Source records
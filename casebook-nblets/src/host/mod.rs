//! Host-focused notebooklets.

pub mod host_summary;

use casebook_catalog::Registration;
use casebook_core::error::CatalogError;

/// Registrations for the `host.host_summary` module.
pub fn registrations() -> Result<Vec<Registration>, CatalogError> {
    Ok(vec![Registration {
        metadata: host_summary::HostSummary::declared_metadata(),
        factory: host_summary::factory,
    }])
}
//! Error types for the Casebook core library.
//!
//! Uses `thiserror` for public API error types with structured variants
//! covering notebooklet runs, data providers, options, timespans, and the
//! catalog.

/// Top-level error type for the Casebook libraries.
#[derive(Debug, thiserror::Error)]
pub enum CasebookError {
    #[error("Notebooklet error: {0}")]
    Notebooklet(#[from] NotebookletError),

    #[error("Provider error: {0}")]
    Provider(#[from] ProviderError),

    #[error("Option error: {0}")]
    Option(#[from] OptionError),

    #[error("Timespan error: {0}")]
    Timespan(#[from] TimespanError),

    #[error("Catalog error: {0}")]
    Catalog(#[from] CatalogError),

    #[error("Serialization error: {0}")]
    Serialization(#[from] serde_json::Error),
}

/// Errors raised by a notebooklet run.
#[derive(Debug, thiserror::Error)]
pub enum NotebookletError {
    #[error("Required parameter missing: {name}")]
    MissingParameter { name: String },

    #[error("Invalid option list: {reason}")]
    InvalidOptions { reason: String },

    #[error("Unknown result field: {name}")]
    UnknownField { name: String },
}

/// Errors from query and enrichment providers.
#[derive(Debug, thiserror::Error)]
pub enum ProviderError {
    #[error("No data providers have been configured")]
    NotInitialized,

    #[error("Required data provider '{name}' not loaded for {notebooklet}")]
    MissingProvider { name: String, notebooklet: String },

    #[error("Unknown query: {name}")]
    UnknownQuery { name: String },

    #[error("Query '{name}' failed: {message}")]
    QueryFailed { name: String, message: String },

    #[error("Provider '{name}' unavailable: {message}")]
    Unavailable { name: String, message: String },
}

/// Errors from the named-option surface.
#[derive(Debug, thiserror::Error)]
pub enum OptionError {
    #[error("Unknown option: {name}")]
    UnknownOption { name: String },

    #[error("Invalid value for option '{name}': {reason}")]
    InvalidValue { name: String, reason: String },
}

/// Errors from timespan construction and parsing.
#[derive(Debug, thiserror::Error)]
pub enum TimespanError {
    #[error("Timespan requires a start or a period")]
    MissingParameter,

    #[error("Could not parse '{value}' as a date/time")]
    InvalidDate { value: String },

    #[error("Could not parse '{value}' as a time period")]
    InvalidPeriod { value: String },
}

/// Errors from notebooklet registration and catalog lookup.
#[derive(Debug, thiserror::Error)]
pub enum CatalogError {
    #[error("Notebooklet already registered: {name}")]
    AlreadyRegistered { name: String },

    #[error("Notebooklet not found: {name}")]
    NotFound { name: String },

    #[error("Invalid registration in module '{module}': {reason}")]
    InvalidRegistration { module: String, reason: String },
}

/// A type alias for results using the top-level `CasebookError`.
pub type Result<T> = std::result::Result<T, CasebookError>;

* * *

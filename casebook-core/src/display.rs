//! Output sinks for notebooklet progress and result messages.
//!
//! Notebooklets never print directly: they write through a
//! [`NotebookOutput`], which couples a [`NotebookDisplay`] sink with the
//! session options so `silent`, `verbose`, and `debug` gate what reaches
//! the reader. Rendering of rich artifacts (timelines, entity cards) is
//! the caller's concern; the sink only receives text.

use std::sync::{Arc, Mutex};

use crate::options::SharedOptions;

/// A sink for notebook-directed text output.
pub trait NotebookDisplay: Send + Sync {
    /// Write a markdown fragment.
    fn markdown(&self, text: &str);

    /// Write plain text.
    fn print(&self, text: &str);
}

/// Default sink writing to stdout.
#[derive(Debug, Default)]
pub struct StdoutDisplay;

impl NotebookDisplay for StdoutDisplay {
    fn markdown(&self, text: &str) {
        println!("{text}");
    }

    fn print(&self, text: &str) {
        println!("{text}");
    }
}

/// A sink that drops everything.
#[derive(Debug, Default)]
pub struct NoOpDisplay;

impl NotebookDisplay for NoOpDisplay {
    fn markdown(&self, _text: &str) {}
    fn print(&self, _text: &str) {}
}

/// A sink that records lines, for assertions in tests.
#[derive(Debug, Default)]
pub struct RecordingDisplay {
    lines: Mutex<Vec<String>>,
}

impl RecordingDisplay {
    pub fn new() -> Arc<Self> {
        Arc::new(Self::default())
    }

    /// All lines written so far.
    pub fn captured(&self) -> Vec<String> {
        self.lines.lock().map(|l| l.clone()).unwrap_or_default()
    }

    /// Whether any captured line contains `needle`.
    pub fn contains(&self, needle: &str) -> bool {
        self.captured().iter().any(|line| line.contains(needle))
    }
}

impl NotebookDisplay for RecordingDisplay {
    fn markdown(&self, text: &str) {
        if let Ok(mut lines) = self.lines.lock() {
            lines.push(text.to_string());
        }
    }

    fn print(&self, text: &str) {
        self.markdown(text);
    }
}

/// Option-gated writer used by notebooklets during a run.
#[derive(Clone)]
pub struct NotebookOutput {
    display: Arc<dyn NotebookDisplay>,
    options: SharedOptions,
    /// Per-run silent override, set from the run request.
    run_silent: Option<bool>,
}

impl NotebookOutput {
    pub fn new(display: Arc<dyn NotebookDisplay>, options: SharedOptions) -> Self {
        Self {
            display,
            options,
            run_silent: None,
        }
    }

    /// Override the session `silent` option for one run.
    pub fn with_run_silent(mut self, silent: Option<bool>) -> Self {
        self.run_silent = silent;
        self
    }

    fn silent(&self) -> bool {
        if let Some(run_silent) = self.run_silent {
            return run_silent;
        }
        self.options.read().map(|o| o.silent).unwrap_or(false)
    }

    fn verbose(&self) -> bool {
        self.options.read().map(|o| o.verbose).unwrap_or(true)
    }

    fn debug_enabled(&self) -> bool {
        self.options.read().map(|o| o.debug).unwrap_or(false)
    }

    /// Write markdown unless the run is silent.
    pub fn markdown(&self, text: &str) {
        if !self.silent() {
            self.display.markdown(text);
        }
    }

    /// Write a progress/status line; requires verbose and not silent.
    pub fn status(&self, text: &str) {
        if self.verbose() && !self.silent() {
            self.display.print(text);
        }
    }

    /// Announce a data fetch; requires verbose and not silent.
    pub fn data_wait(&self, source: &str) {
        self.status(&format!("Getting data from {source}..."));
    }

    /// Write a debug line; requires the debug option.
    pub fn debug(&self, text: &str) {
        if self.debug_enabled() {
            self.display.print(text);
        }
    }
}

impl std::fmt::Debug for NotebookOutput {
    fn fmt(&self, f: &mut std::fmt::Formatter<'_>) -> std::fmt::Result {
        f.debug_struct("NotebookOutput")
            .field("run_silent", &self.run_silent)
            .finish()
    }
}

What to produce
Tally up the lines holding the word "types" in the data above, and answer with that figure only.

Your solution
2